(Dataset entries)
━━━━
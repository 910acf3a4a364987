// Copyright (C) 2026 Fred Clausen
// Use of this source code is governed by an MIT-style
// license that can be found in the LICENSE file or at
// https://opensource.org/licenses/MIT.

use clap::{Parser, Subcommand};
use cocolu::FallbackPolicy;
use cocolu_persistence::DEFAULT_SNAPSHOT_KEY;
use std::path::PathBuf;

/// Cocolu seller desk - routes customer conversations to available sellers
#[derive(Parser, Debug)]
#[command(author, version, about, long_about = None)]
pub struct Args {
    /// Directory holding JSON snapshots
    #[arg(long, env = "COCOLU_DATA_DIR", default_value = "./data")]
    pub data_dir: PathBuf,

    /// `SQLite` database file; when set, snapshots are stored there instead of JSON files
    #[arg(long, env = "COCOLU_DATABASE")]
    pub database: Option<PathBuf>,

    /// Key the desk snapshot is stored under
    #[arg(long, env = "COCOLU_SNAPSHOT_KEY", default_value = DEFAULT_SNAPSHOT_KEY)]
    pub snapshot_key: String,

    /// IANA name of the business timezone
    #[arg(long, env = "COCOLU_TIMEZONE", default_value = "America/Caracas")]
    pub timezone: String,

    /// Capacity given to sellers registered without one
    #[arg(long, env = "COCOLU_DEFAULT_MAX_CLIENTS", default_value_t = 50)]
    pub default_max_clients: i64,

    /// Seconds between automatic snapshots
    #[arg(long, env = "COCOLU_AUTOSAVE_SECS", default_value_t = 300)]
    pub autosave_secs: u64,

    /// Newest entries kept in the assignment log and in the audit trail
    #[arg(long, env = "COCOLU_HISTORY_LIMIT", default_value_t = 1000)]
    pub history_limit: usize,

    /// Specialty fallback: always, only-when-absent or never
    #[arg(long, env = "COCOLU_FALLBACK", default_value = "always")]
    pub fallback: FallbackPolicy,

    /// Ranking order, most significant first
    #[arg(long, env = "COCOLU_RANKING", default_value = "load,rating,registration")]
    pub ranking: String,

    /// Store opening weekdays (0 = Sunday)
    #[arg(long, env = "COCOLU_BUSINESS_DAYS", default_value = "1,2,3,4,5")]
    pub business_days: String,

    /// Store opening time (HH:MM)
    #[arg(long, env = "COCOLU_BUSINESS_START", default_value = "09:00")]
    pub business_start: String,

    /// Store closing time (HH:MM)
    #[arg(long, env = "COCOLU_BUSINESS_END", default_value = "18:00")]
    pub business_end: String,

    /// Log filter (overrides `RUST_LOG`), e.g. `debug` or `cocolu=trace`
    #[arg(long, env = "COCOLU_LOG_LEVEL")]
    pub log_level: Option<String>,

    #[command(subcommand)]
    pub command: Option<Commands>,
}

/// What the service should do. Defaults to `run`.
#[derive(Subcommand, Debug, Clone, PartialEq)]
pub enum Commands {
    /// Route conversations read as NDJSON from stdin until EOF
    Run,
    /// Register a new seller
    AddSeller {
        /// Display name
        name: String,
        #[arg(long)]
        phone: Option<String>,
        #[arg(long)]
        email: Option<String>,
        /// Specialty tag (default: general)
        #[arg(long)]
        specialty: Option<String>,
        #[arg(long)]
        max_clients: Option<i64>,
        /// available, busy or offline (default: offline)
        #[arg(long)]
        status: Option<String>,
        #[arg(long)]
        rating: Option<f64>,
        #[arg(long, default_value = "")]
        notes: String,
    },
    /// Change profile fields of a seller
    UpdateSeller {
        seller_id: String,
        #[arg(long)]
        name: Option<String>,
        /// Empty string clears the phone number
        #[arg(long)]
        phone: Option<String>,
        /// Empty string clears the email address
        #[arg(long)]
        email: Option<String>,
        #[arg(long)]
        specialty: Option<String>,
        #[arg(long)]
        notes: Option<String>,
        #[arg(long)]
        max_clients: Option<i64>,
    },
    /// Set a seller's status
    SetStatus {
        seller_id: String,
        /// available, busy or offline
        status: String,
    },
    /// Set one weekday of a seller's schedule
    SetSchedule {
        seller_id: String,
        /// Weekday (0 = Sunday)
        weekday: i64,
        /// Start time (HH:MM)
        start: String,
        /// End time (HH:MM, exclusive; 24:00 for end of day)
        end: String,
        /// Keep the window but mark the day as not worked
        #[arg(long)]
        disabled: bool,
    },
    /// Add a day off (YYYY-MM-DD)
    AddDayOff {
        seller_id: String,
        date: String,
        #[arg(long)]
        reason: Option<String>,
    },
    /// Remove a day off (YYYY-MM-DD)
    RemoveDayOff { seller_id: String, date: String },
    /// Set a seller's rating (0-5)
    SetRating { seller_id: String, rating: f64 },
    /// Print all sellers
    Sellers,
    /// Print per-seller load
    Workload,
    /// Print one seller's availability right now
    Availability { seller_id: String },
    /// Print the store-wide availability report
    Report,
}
━━━━
_Exercise prompt_. Set down, exactly as they appear above, all lines from the one that has "by an MIT-style" down to the one that has "holding JSON snapshots", including those two and no others.

_Worked solution_.
// Use of this source code is governed by an MIT-style
// license that can be found in the LICENSE file or at
// https://opensource.org/licenses/MIT.

use clap::{Parser, Subcommand};
use cocolu::FallbackPolicy;
use cocolu_persistence::DEFAULT_SNAPSHOT_KEY;
use std::path::PathBuf;

/// Cocolu seller desk - routes customer conversations to available sellers
#[derive(Parser, Debug)]
#[command(author, version, about, long_about = None)]
pub struct Args {
    /// Directory holding JSON snapshots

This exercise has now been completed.